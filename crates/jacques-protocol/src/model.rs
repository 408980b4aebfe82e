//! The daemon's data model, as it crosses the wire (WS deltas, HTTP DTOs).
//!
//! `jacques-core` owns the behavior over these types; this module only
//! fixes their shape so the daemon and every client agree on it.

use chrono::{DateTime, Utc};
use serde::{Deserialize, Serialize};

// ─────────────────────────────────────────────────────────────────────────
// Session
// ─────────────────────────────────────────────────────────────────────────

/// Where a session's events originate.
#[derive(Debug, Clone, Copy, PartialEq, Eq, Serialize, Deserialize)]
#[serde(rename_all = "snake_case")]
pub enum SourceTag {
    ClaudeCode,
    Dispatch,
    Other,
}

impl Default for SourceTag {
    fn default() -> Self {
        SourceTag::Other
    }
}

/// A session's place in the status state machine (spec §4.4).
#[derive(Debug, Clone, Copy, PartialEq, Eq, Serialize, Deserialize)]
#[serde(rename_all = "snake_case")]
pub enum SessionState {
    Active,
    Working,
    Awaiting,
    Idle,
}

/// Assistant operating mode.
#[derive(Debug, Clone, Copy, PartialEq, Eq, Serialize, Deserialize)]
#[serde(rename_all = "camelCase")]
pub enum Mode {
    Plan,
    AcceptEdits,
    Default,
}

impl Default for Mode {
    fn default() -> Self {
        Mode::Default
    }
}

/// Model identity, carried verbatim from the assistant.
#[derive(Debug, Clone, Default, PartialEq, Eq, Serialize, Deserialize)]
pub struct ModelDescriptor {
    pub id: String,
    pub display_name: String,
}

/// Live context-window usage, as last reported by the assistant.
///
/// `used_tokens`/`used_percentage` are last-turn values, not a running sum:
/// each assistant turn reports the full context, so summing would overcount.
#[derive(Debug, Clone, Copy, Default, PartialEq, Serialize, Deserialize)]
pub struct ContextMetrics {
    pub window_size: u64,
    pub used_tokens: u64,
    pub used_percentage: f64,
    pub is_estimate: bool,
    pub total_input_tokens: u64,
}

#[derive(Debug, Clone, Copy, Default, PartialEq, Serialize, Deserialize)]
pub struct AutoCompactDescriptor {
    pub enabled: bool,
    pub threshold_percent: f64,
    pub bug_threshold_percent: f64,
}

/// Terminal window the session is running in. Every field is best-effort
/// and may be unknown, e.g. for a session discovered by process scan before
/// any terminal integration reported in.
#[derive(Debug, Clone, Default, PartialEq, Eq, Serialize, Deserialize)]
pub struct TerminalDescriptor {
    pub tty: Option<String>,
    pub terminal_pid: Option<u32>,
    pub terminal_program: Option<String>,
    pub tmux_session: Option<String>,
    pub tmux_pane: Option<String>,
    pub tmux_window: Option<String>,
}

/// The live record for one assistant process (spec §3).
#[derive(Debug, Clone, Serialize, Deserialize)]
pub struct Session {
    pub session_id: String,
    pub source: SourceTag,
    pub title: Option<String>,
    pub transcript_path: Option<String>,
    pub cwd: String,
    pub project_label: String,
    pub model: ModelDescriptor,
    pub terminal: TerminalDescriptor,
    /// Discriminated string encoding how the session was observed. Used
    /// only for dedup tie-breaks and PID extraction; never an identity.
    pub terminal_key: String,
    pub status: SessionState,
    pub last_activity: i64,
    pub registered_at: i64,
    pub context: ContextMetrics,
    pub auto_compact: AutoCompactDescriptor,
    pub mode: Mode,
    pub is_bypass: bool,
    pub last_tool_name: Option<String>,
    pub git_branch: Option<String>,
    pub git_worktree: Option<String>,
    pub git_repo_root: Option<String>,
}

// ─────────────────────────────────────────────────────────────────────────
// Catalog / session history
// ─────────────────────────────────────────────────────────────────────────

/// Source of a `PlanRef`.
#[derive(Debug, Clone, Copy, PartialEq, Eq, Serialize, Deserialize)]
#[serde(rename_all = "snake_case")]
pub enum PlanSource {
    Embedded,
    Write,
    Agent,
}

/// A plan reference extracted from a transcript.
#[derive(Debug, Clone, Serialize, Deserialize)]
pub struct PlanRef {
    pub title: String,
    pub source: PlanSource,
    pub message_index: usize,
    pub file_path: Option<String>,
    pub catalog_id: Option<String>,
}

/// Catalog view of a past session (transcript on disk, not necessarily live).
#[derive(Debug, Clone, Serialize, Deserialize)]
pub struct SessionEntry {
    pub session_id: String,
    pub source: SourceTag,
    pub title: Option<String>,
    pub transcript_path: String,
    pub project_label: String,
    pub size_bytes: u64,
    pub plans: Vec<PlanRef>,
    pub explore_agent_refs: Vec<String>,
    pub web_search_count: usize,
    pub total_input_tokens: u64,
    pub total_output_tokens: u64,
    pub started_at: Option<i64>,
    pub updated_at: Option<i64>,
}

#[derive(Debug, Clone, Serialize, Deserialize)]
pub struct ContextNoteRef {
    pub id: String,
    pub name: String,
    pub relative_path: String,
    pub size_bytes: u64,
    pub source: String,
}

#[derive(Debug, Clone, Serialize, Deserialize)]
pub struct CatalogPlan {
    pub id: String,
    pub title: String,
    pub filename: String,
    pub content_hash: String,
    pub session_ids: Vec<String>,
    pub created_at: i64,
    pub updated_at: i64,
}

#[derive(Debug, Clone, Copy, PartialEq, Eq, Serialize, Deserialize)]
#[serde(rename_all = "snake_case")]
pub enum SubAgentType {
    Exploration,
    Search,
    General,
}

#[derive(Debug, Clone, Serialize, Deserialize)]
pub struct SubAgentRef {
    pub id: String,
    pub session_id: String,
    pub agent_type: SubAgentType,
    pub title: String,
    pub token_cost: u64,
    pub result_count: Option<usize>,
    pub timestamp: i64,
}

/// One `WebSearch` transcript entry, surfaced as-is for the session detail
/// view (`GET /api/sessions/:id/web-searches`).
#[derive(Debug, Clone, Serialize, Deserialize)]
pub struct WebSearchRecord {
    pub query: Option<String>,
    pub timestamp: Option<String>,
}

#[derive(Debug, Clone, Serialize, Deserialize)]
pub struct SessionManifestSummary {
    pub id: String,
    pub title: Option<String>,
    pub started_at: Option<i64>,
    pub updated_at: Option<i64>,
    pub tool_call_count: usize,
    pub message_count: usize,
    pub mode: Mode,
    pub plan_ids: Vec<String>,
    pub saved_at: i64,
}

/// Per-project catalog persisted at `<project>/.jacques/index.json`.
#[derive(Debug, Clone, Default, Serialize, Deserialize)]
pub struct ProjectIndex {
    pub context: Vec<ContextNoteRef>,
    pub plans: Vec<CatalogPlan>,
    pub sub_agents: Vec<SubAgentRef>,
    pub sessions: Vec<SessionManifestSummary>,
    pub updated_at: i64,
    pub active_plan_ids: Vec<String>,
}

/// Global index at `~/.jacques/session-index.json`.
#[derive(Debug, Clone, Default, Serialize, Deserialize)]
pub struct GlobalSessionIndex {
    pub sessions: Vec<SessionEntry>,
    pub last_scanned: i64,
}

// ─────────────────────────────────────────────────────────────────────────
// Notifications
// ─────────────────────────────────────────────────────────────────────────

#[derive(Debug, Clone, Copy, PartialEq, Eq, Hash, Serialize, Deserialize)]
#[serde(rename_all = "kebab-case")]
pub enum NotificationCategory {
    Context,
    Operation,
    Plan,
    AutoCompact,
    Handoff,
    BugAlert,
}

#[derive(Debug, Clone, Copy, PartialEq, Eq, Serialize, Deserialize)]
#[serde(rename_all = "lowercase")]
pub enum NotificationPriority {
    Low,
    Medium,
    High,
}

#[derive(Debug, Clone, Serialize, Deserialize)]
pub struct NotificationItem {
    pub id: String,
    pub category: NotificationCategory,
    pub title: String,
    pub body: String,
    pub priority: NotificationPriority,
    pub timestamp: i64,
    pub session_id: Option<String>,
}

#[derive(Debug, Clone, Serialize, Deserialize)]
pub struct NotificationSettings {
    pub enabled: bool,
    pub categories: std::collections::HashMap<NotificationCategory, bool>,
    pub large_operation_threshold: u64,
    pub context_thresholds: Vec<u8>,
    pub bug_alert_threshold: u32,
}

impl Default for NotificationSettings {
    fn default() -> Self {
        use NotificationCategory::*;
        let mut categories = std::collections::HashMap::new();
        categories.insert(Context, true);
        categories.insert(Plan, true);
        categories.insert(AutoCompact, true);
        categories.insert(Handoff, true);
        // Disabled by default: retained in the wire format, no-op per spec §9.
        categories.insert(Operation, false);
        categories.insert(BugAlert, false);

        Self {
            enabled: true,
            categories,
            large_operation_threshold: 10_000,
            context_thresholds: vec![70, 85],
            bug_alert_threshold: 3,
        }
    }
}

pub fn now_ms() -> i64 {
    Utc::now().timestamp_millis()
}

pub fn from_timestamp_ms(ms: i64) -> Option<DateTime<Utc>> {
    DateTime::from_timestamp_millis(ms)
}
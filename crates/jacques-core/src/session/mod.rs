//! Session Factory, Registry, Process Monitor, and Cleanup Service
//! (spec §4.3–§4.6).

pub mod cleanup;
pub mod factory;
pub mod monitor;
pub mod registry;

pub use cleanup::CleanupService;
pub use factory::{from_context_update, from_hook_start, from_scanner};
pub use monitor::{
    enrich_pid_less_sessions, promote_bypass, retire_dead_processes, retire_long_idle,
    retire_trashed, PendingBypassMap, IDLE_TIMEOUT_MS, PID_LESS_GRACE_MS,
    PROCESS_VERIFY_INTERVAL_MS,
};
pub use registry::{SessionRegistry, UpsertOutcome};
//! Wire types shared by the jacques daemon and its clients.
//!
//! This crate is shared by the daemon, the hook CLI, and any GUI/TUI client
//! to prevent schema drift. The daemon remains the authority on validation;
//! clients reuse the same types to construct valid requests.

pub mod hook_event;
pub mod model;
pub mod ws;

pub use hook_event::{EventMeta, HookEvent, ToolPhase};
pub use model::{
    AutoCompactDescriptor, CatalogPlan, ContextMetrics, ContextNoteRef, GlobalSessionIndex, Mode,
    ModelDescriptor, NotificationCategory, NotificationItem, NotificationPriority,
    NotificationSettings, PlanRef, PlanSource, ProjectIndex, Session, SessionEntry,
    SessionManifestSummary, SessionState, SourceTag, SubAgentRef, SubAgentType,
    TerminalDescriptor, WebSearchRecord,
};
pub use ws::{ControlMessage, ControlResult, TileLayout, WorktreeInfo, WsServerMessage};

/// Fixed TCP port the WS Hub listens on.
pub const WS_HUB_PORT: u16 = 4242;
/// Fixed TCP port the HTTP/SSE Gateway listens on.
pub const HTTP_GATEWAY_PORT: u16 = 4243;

Task to complete: Wherever a line in the entries above holds "json", copy that line.

Response area:
/// Per-project catalog persisted at `<project>/.jacques/index.json`.
/// Global index at `~/.jacques/session-index.json`.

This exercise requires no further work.